### To do:
The exercise asks you to copy every line below in which "bool" appears.

Saved data entries:
========================
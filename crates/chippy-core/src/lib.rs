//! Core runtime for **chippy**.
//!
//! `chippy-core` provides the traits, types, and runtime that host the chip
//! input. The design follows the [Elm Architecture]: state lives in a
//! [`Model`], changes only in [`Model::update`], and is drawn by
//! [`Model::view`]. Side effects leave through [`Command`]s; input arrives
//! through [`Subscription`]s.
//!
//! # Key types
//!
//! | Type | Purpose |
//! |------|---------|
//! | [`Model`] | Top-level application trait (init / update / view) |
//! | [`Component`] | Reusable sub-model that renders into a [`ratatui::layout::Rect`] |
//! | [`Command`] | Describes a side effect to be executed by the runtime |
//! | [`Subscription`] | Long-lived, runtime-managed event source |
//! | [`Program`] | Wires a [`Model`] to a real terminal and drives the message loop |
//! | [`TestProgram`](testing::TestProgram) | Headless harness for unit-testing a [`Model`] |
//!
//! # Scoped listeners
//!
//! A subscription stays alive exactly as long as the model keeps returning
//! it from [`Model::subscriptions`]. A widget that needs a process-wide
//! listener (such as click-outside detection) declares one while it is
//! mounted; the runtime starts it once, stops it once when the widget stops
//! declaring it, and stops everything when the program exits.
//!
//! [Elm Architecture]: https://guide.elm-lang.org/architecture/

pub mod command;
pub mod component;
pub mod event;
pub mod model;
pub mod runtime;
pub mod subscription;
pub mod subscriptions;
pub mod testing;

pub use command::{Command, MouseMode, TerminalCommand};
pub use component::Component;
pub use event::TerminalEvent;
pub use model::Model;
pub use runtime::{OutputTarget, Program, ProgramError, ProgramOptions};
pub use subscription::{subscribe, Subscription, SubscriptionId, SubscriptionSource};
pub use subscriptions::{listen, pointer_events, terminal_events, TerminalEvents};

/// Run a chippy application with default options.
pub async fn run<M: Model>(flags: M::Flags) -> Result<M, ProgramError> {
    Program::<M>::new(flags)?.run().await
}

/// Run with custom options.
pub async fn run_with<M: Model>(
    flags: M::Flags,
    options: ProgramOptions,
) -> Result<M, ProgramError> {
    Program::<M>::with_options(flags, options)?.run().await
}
========================
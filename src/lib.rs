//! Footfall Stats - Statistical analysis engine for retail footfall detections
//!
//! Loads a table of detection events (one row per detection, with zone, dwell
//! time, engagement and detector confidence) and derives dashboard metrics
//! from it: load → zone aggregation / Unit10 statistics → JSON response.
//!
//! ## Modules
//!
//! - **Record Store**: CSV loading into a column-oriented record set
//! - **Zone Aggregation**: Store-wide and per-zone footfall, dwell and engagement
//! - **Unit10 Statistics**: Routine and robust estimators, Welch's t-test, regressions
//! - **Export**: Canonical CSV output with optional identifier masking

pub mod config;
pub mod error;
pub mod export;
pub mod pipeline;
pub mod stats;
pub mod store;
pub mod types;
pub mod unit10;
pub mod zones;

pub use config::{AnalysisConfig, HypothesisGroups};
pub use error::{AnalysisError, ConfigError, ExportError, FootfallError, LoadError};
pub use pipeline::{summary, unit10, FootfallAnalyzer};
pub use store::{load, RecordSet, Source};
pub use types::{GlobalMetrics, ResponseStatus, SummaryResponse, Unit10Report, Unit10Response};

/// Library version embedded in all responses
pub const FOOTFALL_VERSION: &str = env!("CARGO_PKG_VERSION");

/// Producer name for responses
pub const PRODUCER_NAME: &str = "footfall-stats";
========================
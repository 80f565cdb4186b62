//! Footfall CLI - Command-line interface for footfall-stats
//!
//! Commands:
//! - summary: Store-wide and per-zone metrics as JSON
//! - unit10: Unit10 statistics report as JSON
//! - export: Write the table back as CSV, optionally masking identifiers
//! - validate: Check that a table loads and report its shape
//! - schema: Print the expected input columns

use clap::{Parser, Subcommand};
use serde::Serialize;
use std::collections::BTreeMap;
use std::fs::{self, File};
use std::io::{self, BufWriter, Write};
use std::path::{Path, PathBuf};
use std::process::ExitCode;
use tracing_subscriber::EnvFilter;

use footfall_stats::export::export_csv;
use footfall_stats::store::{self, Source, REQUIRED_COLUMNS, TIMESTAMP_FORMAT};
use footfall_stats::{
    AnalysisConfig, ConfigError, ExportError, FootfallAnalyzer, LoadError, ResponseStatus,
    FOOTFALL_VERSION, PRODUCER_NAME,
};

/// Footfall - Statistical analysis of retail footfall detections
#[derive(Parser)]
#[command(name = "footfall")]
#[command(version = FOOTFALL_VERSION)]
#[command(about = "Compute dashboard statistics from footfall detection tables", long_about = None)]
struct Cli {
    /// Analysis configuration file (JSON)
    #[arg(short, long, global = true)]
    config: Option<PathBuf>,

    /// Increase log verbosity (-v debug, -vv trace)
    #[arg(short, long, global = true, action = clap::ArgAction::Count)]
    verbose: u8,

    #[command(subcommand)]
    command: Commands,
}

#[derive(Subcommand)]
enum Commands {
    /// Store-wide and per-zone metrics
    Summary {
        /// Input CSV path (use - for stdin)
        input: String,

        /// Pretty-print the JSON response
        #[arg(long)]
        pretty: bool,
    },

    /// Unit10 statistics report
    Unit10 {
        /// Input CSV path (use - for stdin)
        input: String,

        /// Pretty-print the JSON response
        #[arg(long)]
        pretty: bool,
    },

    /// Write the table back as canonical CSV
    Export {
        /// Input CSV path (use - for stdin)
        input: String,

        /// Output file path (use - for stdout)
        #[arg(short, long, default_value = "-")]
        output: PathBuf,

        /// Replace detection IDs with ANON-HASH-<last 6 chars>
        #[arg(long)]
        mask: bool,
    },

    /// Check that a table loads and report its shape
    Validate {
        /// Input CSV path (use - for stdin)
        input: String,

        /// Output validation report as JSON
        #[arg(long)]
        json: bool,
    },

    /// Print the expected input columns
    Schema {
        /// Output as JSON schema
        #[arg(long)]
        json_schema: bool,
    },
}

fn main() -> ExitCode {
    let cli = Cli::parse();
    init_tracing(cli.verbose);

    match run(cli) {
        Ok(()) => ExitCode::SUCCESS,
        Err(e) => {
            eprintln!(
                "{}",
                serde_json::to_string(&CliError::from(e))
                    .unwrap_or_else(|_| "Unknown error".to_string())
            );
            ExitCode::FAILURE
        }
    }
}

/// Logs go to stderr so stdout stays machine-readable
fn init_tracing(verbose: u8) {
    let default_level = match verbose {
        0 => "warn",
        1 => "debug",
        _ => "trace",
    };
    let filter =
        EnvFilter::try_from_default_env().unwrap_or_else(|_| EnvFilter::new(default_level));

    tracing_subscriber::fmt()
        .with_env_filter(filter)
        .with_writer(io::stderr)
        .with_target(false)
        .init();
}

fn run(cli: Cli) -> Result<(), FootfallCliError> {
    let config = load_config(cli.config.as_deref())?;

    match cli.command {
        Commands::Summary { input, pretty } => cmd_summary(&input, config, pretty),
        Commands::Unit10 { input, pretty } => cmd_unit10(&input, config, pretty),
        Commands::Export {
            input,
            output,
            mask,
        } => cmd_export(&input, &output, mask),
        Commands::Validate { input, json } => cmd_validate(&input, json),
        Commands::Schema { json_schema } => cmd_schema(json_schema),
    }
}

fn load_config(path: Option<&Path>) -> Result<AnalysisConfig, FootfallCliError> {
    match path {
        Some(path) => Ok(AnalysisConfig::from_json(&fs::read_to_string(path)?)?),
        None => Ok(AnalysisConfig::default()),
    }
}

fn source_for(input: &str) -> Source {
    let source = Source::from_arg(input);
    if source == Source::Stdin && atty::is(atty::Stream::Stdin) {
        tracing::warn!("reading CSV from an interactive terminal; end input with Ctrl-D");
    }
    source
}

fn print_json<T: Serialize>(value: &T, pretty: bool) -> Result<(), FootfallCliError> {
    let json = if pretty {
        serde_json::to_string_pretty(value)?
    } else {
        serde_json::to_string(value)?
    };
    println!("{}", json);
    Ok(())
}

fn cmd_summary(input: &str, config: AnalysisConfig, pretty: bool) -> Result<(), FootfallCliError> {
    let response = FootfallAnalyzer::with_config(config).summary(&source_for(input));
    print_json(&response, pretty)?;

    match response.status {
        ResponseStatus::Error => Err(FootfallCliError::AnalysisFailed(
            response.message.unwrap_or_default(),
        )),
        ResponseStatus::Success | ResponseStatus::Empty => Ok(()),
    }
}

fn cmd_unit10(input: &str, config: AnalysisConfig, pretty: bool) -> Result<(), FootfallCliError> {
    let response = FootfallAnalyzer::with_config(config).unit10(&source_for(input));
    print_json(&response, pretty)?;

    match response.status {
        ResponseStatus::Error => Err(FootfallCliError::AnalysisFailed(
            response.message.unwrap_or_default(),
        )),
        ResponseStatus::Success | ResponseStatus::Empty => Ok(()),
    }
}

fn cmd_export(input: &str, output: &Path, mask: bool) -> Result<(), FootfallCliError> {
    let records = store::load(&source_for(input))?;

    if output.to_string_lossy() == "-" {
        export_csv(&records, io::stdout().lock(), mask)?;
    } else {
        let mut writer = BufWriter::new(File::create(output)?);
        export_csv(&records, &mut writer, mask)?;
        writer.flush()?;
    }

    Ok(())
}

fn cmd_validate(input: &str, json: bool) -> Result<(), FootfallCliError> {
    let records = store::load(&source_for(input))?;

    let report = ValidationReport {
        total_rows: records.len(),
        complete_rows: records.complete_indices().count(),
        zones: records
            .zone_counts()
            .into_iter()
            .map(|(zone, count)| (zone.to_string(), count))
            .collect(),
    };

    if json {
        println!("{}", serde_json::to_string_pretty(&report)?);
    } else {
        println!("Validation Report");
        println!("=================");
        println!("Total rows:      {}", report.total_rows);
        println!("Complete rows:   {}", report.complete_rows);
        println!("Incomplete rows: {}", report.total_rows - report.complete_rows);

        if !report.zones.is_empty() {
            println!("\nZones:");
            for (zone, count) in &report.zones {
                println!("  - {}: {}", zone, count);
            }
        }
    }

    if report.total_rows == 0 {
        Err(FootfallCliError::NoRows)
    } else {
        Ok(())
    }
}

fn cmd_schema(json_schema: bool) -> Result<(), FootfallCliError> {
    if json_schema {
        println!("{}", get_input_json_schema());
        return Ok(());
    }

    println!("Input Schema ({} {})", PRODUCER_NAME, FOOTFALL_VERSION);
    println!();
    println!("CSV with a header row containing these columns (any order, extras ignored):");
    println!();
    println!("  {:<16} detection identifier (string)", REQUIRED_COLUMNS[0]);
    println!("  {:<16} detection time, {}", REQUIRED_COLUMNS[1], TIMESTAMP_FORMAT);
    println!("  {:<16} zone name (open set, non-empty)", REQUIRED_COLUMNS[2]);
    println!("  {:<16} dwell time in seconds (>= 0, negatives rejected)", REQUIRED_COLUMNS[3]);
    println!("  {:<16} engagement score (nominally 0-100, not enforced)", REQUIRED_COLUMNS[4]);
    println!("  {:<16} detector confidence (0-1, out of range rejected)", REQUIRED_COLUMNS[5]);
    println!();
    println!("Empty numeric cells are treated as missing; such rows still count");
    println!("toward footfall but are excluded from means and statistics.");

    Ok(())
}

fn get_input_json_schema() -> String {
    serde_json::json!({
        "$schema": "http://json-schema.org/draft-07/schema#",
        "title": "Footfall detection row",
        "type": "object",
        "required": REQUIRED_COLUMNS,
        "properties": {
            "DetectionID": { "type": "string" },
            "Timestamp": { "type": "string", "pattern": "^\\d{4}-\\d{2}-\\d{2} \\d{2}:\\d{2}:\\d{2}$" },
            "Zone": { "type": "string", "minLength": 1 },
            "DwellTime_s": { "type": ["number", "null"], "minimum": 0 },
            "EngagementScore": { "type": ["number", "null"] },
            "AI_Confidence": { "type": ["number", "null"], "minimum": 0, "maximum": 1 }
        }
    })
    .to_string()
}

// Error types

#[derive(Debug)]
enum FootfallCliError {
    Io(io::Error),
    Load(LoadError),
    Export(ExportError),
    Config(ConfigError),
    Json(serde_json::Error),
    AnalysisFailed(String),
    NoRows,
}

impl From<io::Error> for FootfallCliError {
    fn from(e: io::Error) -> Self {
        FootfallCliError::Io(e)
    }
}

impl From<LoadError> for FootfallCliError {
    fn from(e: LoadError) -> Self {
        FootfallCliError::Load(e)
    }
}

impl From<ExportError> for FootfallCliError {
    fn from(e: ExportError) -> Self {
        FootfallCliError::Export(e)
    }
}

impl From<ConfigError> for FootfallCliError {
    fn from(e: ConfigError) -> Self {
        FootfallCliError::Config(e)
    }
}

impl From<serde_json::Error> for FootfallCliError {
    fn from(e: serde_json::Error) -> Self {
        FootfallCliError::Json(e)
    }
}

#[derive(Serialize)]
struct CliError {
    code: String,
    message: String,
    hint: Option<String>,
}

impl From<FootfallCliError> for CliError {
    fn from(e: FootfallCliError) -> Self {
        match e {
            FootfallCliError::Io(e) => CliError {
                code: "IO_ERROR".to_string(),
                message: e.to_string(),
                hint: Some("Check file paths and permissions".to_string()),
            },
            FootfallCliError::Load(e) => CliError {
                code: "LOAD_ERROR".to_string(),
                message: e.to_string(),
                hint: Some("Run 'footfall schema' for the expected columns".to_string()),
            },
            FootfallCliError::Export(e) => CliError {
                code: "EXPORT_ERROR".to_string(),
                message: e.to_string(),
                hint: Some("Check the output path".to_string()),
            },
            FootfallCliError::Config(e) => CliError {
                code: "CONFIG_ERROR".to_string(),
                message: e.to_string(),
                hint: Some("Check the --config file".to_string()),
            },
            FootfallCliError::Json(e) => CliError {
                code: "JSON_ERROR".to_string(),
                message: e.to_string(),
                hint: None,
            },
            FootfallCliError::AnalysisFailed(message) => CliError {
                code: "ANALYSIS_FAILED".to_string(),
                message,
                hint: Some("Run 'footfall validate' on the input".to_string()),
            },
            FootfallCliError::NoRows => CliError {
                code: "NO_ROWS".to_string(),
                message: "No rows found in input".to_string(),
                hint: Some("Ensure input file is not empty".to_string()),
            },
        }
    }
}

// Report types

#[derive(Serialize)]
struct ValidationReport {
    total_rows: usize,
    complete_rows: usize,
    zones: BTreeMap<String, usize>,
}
========================
### Solution to this problem:
        pretty: bool,
        pretty: bool,
        mask: bool,
        json: bool,
        json_schema: bool,
fn print_json<T: Serialize>(value: &T, pretty: bool) -> Result<(), FootfallCliError> {
fn cmd_summary(input: &str, config: AnalysisConfig, pretty: bool) -> Result<(), FootfallCliError> {
fn cmd_unit10(input: &str, config: AnalysisConfig, pretty: bool) -> Result<(), FootfallCliError> {
fn cmd_export(input: &str, output: &Path, mask: bool) -> Result<(), FootfallCliError> {
fn cmd_validate(input: &str, json: bool) -> Result<(), FootfallCliError> {
fn cmd_schema(json_schema: bool) -> Result<(), FootfallCliError> {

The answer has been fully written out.